Ideally, the DVFS policy should be implemented in the CPU to be able to provide quick reactions to changing instruction usage and to prevent power budget violations, so any hint about future instruction usage needs to communicated to the CPU using an appropriate software-hardware interface. For example, the operating system or the application software could temporarily configure a different frequency change timeout depending on the type of executed code, to force earlier frequency changes or to prevent any changes.

#### 5.3.1 Viability on Current CPUs

Current hardware does not provide any such interface. It does, however, provide a mechanism to manually set the CPU frequency, which can be used to implement a wide range of DVFS policies in software. For the dim silicon scenario described in this paper, the limitations of the hardware prevent both practical softwarebased implementations of DVFS policies as well as limited implementations to estimate the performance of hardware-based implementations.

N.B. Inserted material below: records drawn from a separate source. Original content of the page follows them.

impl Session {
    pub(crate) fn new(cluster: Arc<Cluster>, keyspace: Option<String>) -> Self {
        Self { cluster, keyspace }
    }

    pub fn cluster(&self) -> &Arc<Cluster> {
        &self.cluster
    }

    pub fn keyspace(&self) -> Option<&str> {
        self.keyspace.as_deref()
    }

    /// Parse a statement without binding any parameters; `?` markers stay
    /// pending until `bind`/`fill_params` or execution-time parameters
    /// supply them.
    pub fn prepare(&self, cql: &str) -> Result<Statement> {
        Statement::new(cql, &[])
    }

    pub async fn prepare_async(&self, cql: &str) -> Result<Statement> {
        self.prepare(cql)
    }

    /// Execute a prepared statement. Non-empty `params` fill the
    /// statement's pending markers first; a marker that is still pending
    /// when execution reaches it is an error.
    pub fn execute(&self, statement: &Statement, params: &[Value]) -> Result<ResultPage> {
        let statement = if params.is_empty() {
            statement.clone()
        } else {
            statement.fill_params(params)?
        };
        tracing::debug!(cql = %statement.cql, "executing statement");
        self.dispatch(&statement)
    }

    pub async fn execute_async(
        &self,
        statement: &Statement,
        params: &[Value],
    ) -> Result<ResultPage> {
        self.execute(statement, params)
    }

    /// Parse and execute in one call.
    pub fn execute_query(&self, cql: &str, params: &[Value]) -> Result<ResultPage> {
        self.execute(&Statement::new(cql, params)?, &[])
    }

    /// Execute every statement in the batch in order, stopping at the first
    /// failure.
    pub fn execute_batch(&self, batch: &Batch) -> Result<ResultPage> {
        for (statement, params) in batch.statements() {
            self.execute(statement, params)?;
        }
        Ok(ResultPage::default())
    }

    fn dispatch(&self, statement: &Statement) -> Result<ResultPage> {
        match &statement.args {
            StatementArgs::CreateKeyspace {
                keyspace,
                check_exists,
            } => {
                self.cluster.add_keyspace(keyspace, *check_exists)?;
                Ok(ResultPage::default())
            }
            StatementArgs::DropKeyspace { keyspace } => {
                self.cluster.drop_keyspace(keyspace)?;
                Ok(ResultPage::default())
            }
            StatementArgs::CreateTable {
                keyspace,
                table,
                check_exists,
                columns,
                partition_key,
                clustering_key,
            } => {
                let keyspace = self.resolve_keyspace(keyspace.as_deref(), table)?;
                let built = Table::new(
                    keyspace.name(),
                    table.clone(),
                    columns.clone(),
                    partition_key.clone(),
                    clustering_key.clone(),
                )?;
                keyspace.add_table(built, *check_exists)?;
                Ok(ResultPage::default())
            }
            StatementArgs::DropTable { keyspace, table } => {
                let keyspace = self.resolve_keyspace(keyspace.as_deref(), table)?;
                keyspace.drop_table(table)?;
                Ok(ResultPage::default())
            }
            StatementArgs::Truncate { keyspace, table } => {
                self.resolve_table(keyspace.as_deref(), table)?.clear();
                Ok(ResultPage::default())
            }
            StatementArgs::Insert {
                keyspace,
                table,
                values,
                check_exists,
            } => {
                let table = self.resolve_table(keyspace.as_deref(), table)?;
                let mut row = Row::new();
                for (column, term) in values {
                    row.insert(column.clone(), term.value()?.clone());
                }
                let applied = table.insert(row, *check_exists)?;
                if *check_exists {
                    Ok(ResultPage::applied_page(applied))
                } else {
                    Ok(ResultPage::default())
                }
            }
            StatementArgs::Select {
                keyspace,
                table,
                columns,
                filter,
                order,
                limit,
            } => {
                let table = self.resolve_table(keyspace.as_deref(), table)?;
                let rows = table.select(columns, filter, order, *limit)?;
                Ok(ResultPage::new(rows))
            }
            StatementArgs::Delete {
                keyspace,
                table,
                filter,
            } => {
                let table = self.resolve_table(keyspace.as_deref(), table)?;
                table.delete(filter)?;
                Ok(ResultPage::default())
            }
            StatementArgs::Update {
                keyspace,
                table,
                assignments,
                filter,
            } => {
                let table = self.resolve_table(keyspace.as_deref(), table)?;
                self.update(&table, assignments, filter)
            }
        }
    }

    /// Updates are routed as select-then-reinsert. When no stored row
    /// matches, the filter's equality values seed a fresh row, so an update
    /// against an absent primary key upserts.
    fn update(
        &self,
        table: &Table,
        assignments: &[(String, Assignment)],
        filter: &Filter,
    ) -> Result<ResultPage> {
        let star = ["*".to_string()];
        let mut rows = table.select(&star, filter, &[], None)?;
        if rows.is_empty() {
            rows.push(table::seed_row(filter)?);
        }

        for row in rows {
            let mut updated = row;
            for (column, assignment) in assignments {
                let kind = table.column_type(column).ok_or_else(|| {
                    Error::invalid(format!(
                        "Unknown column \"{}\" in table \"{}\"",
                        column,
                        table.name()
                    ))
                })?;
                match assignment {
                    Assignment::Set(term) => {
                        if kind == ColumnType::Counter {
                            return Err(Error::invalid(format!(
                                "Cannot directly overwrite counter column \"{column}\""
                            )));
                        }
                        updated.insert(column.clone(), term.value()?.clone());
                    }
                    Assignment::Counter(arithmetic) => {
                        if kind != ColumnType::Counter {
                            return Err(Error::invalid(format!(
                                "Cannot apply arithmetic to non-counter column \"{column}\""
                            )));
                        }
                        updated = arithmetic.apply(&updated)?;
                    }
                }
            }
            table.upsert(updated)?;
        }
        Ok(ResultPage::default())
    }

    fn resolve_keyspace(
        &self,
        explicit: Option<&str>,
        table: &str,
    ) -> Result<Arc<Keyspace>> {
        let name = explicit.or(self.keyspace.as_deref()).ok_or_else(|| {
            Error::invalid(format!("No keyspace specified for table \"{table}\""))
        })?;
        self.cluster
            .keyspace(name)
            .ok_or_else(|| Error::invalid(format!("Unknown keyspace \"{name}\"")))
    }

    fn resolve_table(&self, explicit: Option<&str>, table: &str) -> Result<Arc<Table>> {
        let keyspace = self.resolve_keyspace(explicit, table)?;
        keyspace.table(table).ok_or_else(|| {
            Error::invalid(format!("Unknown table \"{}.{table}\"", keyspace.name()))
        })
    }
}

Any practical implementation of a DVFS solution for AVX-512 or AVX2 code is prevented both by the inability to detect problematic AVX-512 or AVX2 code as well as by the delay of manual frequency changes. First, conservative detection of problematic code is necessary so that the OS knows when frequency reductions are required. Our approach in Section 5.2 is not usable as it only results in approximate long-term classification of applications. In contrast, conservative shortterm estimation based on register set usage can detect any access to 512-bit and 256-bit vector registers but will often select lower frequencies than necessary as we show in our evaluation in Section 6.1, leading to reduced performance. Second, software-based DVFS policy implementations require the ability to change the frequency at a precise point in time, yet current CPUs delay frequency changes significantly. As described by Hackenberg et al. [15], the frequency selection logic of Intel CPUs starting with the Haswell microarchitecture only allows frequency changes once every 500 µs, so any frequency change request is delayed until the end of the next such 500 µs window. The immediate throttling of AVX-512 instructions [11], however, shows that immediate power reduction is necessary for stability, so such delays are inacceptable.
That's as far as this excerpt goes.